Thanks for the tips; just one (what might be a stupid) question though; are the traditional counterpoint rules still used in "modern" orchestral music. Or do the "rules" make the music sound dated, are the parallel fifths still the biggest sin?


----------



## jaeroe (Feb 1, 2015)

parallel 5th's parallel octaves etc are only a big deal if it makes the voice leading sound bad/weird. that's why they became 'rules' in counter point teaching. for this type of writing (independent lines) it can throw off the balance of lines and or make lines seem like they suddenly disappear or become suddenly thin or stressed. so, use your ear.

starting with impressionistic music parallel motion was not only ok, but a great device. but, it worked because the lines weren't independent. if you have 'block chords' it can be fine. if you have separate melodies, counter melodies, it can often sound bad or weak.

with any rules in music, i think the thing is to understand why they became rules. rules blindly followed are stupid - it should only matter how things sound, and with live musicians, how playable/singable what you write is. but, rules often become so, or better 'guide lines' for a reason. it's really more a general practice.

but, species counter point is great to understand in general concept. but, it is just a method of teaching counter point - they isolate the different types of rhythmic interaction so you look at one thing at a time and build as you go. that way it is broken down and not overwhelming. but, no body writes pieces of music just thinking of species counter point.

but, avoiding parallels certainly won't make things sounded dated. cheesy lines and corny harmonic decisions make things sound dates. read up some and then use your ear and best judgement.

there's plenty of great vocal and choral music from Debussy on that doesn't strictly adhere to the old 'rules', but those people were certainly aware of the rules and why they were rules/guidelines. check out vaughn williams even. then there's the people more out there - berio, etc. plenty of music to check out.

the above mentioned books on counter point are useful. there is also a decent section on choirs in the strauss edited version of berlioz's 'treatise on instrumention' that might be worth a quick read.


----------



## Anders Wall (Feb 1, 2015)

tokatila @ Mon Feb 02 said:


> ...are the traditional counterpoint rules still used in "modern" orchestral music.
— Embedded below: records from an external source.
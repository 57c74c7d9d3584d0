//! Command execution context
//!
//! Loads the config once, resolves the output format and picks the backend
//! for the water tracker: the API when signed in, the local mirror otherwise.

use chrono::Utc;
use serde::Serialize;

use crate::cache::CachedWaterClient;
use crate::cli::OutputFormat;
use crate::cli::args::GlobalOptions;
use crate::client::HydrateClient;
use crate::config::Config;
use crate::error::Result;
use crate::mirror::LocalMirror;
use crate::output::json;
use crate::tracker::{Backend, WaterTracker};

/// Context for command execution containing config, tracker, and runtime options.
pub struct CommandContext {
    /// Loaded configuration (defaults when no file exists)
    pub config: Config,
    /// Output format preference
    pub format: OutputFormat,
    /// Water state over the chosen backend
    pub tracker: WaterTracker<HydrateClient>,
}

impl CommandContext {
    /// Create a new command context.
    ///
    /// Uses the API when a valid session exists and `--offline` is not set,
    /// and the local mirror otherwise.
    ///
    /// # Errors
    /// Returns error if the config file is unreadable or the chosen backend
    /// cannot be opened.
    pub fn new(opts: &GlobalOptions) -> Result<Self> {
        let config = Config::load_or_default_at(opts.config_ref())?;
        let format = resolve_format(opts.format, &config);
        let backend = backend_for(opts, &config)?;

        Ok(Self {
            config,
            format,
            tracker: WaterTracker::new(backend),
        })
    }

    pub fn is_offline(&self) -> bool {
        self.tracker.is_offline()
    }

    /// Print `data` wrapped with JSON metadata
    pub fn print_json<T: Serialize + ?Sized>(&self, data: &T) -> Result<()> {
        println!("{}", json::format_json_from(data, self.is_offline())?);
        Ok(())
    }
}

/// Flag or env wins, then the stored preference, then pretty.
pub fn resolve_format(flag: Option<OutputFormat>, config: &Config) -> OutputFormat {
    flag.or_else(|| {
        config
            .preferences
            .format
            .as_deref()
            .and_then(OutputFormat::from_preference)
    })
    .unwrap_or_default()
}

/// Flag or env wins, then the config file, then the default host.
pub fn api_host<'a>(opts: &'a GlobalOptions, config: &'a Config) -> &'a str {
    opts.api_host_ref().unwrap_or_else(|| config.api_host())
}

/// Unauthenticated client for register and login
pub fn anonymous_client(opts: &GlobalOptions, config: &Config) -> Result<HydrateClient> {
    Ok(HydrateClient::new(api_host(opts, config), None)?)
}

fn backend_for(opts: &GlobalOptions, config: &Config) -> Result<Backend<HydrateClient>> {
    if opts.offline {
        log::debug!("Offline mode requested, using local storage");
        return Ok(Backend::Local(LocalMirror::open()?));
    }

    if !config.has_session(Utc::now()) {
        if config.token.is_some() {
            log::warn!("Session expired, using local storage. Run `hydrate login` to sign in.");
        } else {
            log::debug!("Not signed in, using local storage");
        }
        return Ok(Backend::Local(LocalMirror::open()?));
    }

    let host = api_host(opts, config);
    log::debug!("Using API at {}", host);
    let client = HydrateClient::new(host, config.token.clone())?;
    Ok(Backend::Remote(CachedWaterClient::new(client, !opts.no_cache)))
}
Or do the "rules" make the music sound dated, are the parallel fifths still the biggest sin?


Yes, NO, naaaa I'd say octaves as just as bad. Watch out for the hidden ones...
Avoid those minor 9th btw bass and tenor.
Small steps in the inner parts.

Best of luck!

/Anders


----------



## Anders Wall (Feb 1, 2015)

jaeroe @ Mon Feb 02 said:


> ...the above mentioned books on counter point are useful. there is also a decent section on choirs in the strauss edited version of berlioz's 'treatise on instrumention' that might be worth a quick read.



Here's a link to the book.
http://goo.gl/iD3K3j

It's on IMSPL so it should be free for most of us.
If you don't understand french then use the Translations tab and look of a english one :roll: 

Best,

/Anders


----------



## bbunker (Feb 1, 2015)

Why not see for you for yourself?

Plenty of Morten Lauridsen's choral works are available online if you google a bit. Then there's the Cantique de Jean Racine and Faure's Requiem for the French side. Carmina Burana's a good litany of 'modern' effects, including parallelism in choral music.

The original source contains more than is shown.